Aim: The current investigation examines a range of child psychological functioning outcomes among clinically presenting youth with and without a family history of suicide behaviors. We hypothesized that youth exposed to family history of suicide attempt or completion would exhibit worse functioning than youth without an exposure to family history of suicide attempt or completion.
Method: Participants are youth and their parents referred for a psychiatric evaluation at a mood specialty clinic through a hospital-based behavioral health outpatient clinic. The information gathered in the evaluation is included in a data registry. The sample included 194 children and adolescents with a mean age of 14.5 (SD = 2.48). The sample consisted of 64% females and 43% ethnic/racial minorities. Family history of suicide attempt or completion was gathered from parental report through a structured interview focused on psychopathology in first degree relatives. Domains of youth psychological functioning included parent and/or child reports of internalizing and externalizing symptoms, social skills, hopelessness, quality of life, depression symptoms, and anxiety symptoms.

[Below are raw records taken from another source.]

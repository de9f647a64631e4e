//! External session collaborator.
//!
//! The session is a mutable key-value mapping owned by the host application;
//! the carrier only ever touches the `flash` sub-mapping inside it. Access
//! is not synchronized across carriers here: callers serialize session use,
//! typically one session per logical request lifecycle.

use std::collections::BTreeMap;
use std::sync::RwLock;

use serde_json::Value;
use thiserror::Error;

/// Errors surfaced by a session backend.
#[derive(Debug, Error)]
pub enum SessionError {
    #[error("session backend unavailable: {0}")]
    Backend(String),
}

/// A mutable mapping the carrier shares with its host.
pub trait SessionStore: Send + Sync {
    fn get(&self, key: &str) -> Result<Option<Value>, SessionError>;
    fn put(&self, key: &str, value: Value) -> Result<(), SessionError>;
    fn remove(&self, key: &str) -> Result<(), SessionError>;
}

/// In-memory session for tests, local demos, and embedding.
#[derive(Debug, Default)]
pub struct MemorySession {
    inner: RwLock<BTreeMap<String, Value>>,
}

impl MemorySession {
    pub fn new() -> Self {
        Self::default()
    }

    /// Number of top-level session keys.
    pub fn len(&self) -> usize {
        self.inner.read().map(|map| map.len()).unwrap_or(0)
    }

    pub fn is_empty(&self) -> bool {
        self.len() == 0
    }
}

impl SessionStore for MemorySession {
    fn get(&self, key: &str) -> Result<Option<Value>, SessionError> {
        let map = self
            .inner
            .read()
            .map_err(|_| SessionError::Backend("session lock poisoned".into()))?;
        Ok(map.get(key).cloned())
    }

    fn put(&self, key: &str, value: Value) -> Result<(), SessionError> {
        let mut map = self
            .inner
            .write()
            .map_err(|_| SessionError::Backend("session lock poisoned".into()))?;
        map.insert(key.to_string(), value);
        Ok(())
    }

    fn remove(&self, key: &str) -> Result<(), SessionError> {
        let mut map = self
            .inner
            .write()
            .map_err(|_| SessionError::Backend("session lock poisoned".into()))?;
        map.remove(key);
        Ok(())
    }
}
//! Diagnostic sink: the channel the carrier writes human-readable lines to.
//!
//! Two independent channels: an informational one for merge/reset/flash
//! traces, and an error one for thrown errors and blocked mutations. The
//! default sink forwards to `tracing`; [`MemorySink`] captures lines for
//! tests and embedding.

use std::sync::Mutex;

use tracing::{error, info};

/// Destination for the carrier's diagnostic lines.
///
/// Emission is best-effort: implementations must not panic, and the carrier
/// never fails an operation over a diagnostic.
pub trait DiagnosticSink: Send + Sync {
    fn info(&self, line: &str);
    fn error(&self, line: &str);
}

/// The channel a captured line was emitted on.
#[derive(Clone, Copy, Debug, PartialEq, Eq)]
pub enum Channel {
    Info,
    Error,
}

/// Forwards diagnostic lines to the `tracing` macros.
#[derive(Clone, Copy, Debug, Default)]
pub struct TracingSink;

impl DiagnosticSink for TracingSink {
    fn info(&self, line: &str) {
        info!(target: "lorry", "{line}");
    }

    fn error(&self, line: &str) {
        error!(target: "lorry", "{line}");
    }
}

/// Collects diagnostic lines in memory, for tests and local embedding.
#[derive(Debug, Default)]
pub struct MemorySink {
    lines: Mutex<Vec<(Channel, String)>>,
}

impl MemorySink {
    pub fn new() -> Self {
        Self::default()
    }

    /// Every captured line, in emission order.
    pub fn lines(&self) -> Vec<(Channel, String)> {
        self.lines.lock().expect("sink lock poisoned").clone()
    }

    /// Info-channel lines only.
    pub fn infos(&self) -> Vec<String> {
        self.channel(Channel::Info)
    }

    /// Error-channel lines only.
    pub fn errors(&self) -> Vec<String> {
        self.channel(Channel::Error)
    }

    fn channel(&self, channel: Channel) -> Vec<String> {
        self.lines()
            .into_iter()
            .filter(|(c, _)| *c == channel)
            .map(|(_, line)| line)
            .collect()
    }

    fn push(&self, channel: Channel, line: &str) {
        self.lines
            .lock()
            .expect("sink lock poisoned")
            .push((channel, line.to_string()));
    }
}

impl DiagnosticSink for MemorySink {
    fn info(&self, line: &str) {
        self.push(Channel::Info, line);
    }

    fn error(&self, line: &str) {
        self.push(Channel::Error, line);
    }
}

#[cfg(test)]
mod tests {
    use super::*;

    #[test]
    fn memory_sink_routes_channels() {
        let sink = MemorySink::new();
        sink.info("hello");
        sink.error("boom");
        sink.info("again");

        assert_eq!(sink.infos(), vec!["hello", "again"]);
        assert_eq!(sink.errors(), vec!["boom"]);
        assert_eq!(sink.lines().len(), 3);
    }
}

Results: In the clinical sample, 17% of youth had a family history of suicide attempt or completion in a first degree relative. There were no significant differences between the two groups in terms of age, gender, race, income, or mood disorder diagnoses. Hierarchical regression analyses showed that there were no significant mean differences between the two groups on any of the functioning outcomes examined. However, tests of interactions revealed a significant interaction between age and family history of suicide in association with externalizing symptoms on the Child Behavioral Checklist. Exploration of this interaction revealed that there was a significant negative association between age and externalizing symptoms for those youth without a family history of suicide (b = -2.75, p < .05). For youth with a family history of suicide, however, there was a non-significant association between age and externalizing symptoms.
Conclusion: Family history of suicide behaviors may not be a proximal risk for poor functioning among clinically referred youth. Additionally, maintenance across age of externalizing symptoms among youth with family history may be suggestive of a particular vulnerability in functioning.